Airbus successfully tested Clean Sky Blade project on laminar-flow aircraft A340. The project aims to bring a 50% reduction of wing friction and up to 5% lower CO2 emission. The four-engine laminar-flow aircraft A340 took off from the Tarbes aerodrome in southern France and landed at Airbus facilities in Toulouse after a three-hour test mission.
Blade, an acronym for Breakthrough Laminar Aircraft Demonstrator in Europe, which is project financed by the European Union. This research effort utilizes the first-ever A340 jetliner produced by Airbus, with its outboard wings replaced with approximately 10-meter-long laminar wing panels.
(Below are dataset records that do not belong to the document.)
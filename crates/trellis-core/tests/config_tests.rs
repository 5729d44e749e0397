use std::time::Duration;

use tempfile::TempDir;
use trellis_core::config::{
    DEFAULT_DB_PATH, DEFAULT_MAX_CONCURRENCY, DEFAULT_MAX_PATH_LENGTH, DEFAULT_VISUALIZER_URL,
};
use trellis_core::query::QueryContext;
use trellis_core::{Config, ConfigError};

#[test]
fn test_default_config() {
    let config = Config::default();
    assert_eq!(config.backend.path, DEFAULT_DB_PATH);
    assert_eq!(config.query.max_concurrency, DEFAULT_MAX_CONCURRENCY);
    assert_eq!(config.query.max_path_length, DEFAULT_MAX_PATH_LENGTH);
    assert_eq!(config.visualizer.base_url, DEFAULT_VISUALIZER_URL);
}

#[test]
fn test_config_from_toml() {
    let toml_str = r#"
[backend]
kind = "memory"

[query]
max_concurrency = 2
secondary_hop = false
timeout_ms = 1500
"#;
    let config: Config = toml::from_str(toml_str).unwrap();
    assert_eq!(config.backend.kind, "memory");
    assert_eq!(config.query.max_concurrency, 2);
    assert!(!config.query.secondary_hop);
    assert_eq!(config.query.timeout(), Some(Duration::from_millis(1500)));
    // Unset sections keep their defaults.
    assert_eq!(config.query.max_path_length, DEFAULT_MAX_PATH_LENGTH);
    assert_eq!(config.visualizer.base_url, DEFAULT_VISUALIZER_URL);
}

#[test]
fn test_config_from_file_validates() {
    let temp = TempDir::new().unwrap();
    let path = temp.path().join("trellis.toml");

    std::fs::write(&path, "[query]\nmax_concurrency = 0\n").unwrap();
    assert!(matches!(Config::from_file(&path), Err(ConfigError::Invalid(_))));

    std::fs::write(&path, "[query\n").unwrap();
    assert!(matches!(Config::from_file(&path), Err(ConfigError::ParseError(_))));

    let missing = temp.path().join("missing.toml");
    assert!(matches!(Config::from_file(&missing), Err(ConfigError::ReadError(_))));
}

#[test]
fn test_default_config_string_round_trips() {
    let rendered = Config::default_config_string();
    let parsed: Config = toml::from_str(&rendered).unwrap();
    assert_eq!(parsed.backend.kind, Config::default().backend.kind);
    assert_eq!(parsed.query.max_concurrency, DEFAULT_MAX_CONCURRENCY);
}

#[test]
fn test_env_overrides() {
    std::env::set_var("TRELLIS_VISUALIZER_URL", "https://viz.example.com");
    std::env::set_var("TRELLIS_MAX_PATH_LENGTH", "not-a-number");
    let mut config = Config::default();
    config.apply_env_overrides();
    std::env::remove_var("TRELLIS_VISUALIZER_URL");
    std::env::remove_var("TRELLIS_MAX_PATH_LENGTH");

    assert_eq!(config.visualizer.base_url, "https://viz.example.com");
    // Unparseable values are ignored.
    assert_eq!(config.query.max_path_length, DEFAULT_MAX_PATH_LENGTH);
}

#[test]
fn test_query_context_from_config() {
    let mut config = Config::default();
    config.query.max_concurrency = 3;
    let ctx = QueryContext::from_config(&config.query);
    assert_eq!(ctx.max_concurrency(), 3);
    assert!(ctx.check().is_ok());
}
These panels represent about two-thirds of the wing size on a short- or medium-range airliner, for which the laminar flow technology is deemed best suited.
“We began by opening the flight envelope to check that the aircraft was handling correctly. We achieved our objective to fly at the design Mach number, at a reasonable altitude and check everything was fine. We also checked that the FTI was working as expected, to identify further fine-tuning for the next flights”, said the flight-test engineer of the test A340 aircraft, Philippe Seve.
A key goal of Blade centers on measuring tolerances and imperfections present while sustaining laminarity. To that end, Airbus plans to simulate every type of imperfection in a controlled manner, revealing by the end of the campaign the tolerances for building a laminar wing. Plans call for the Flight Lab to fly for some 150 hours in the next few months.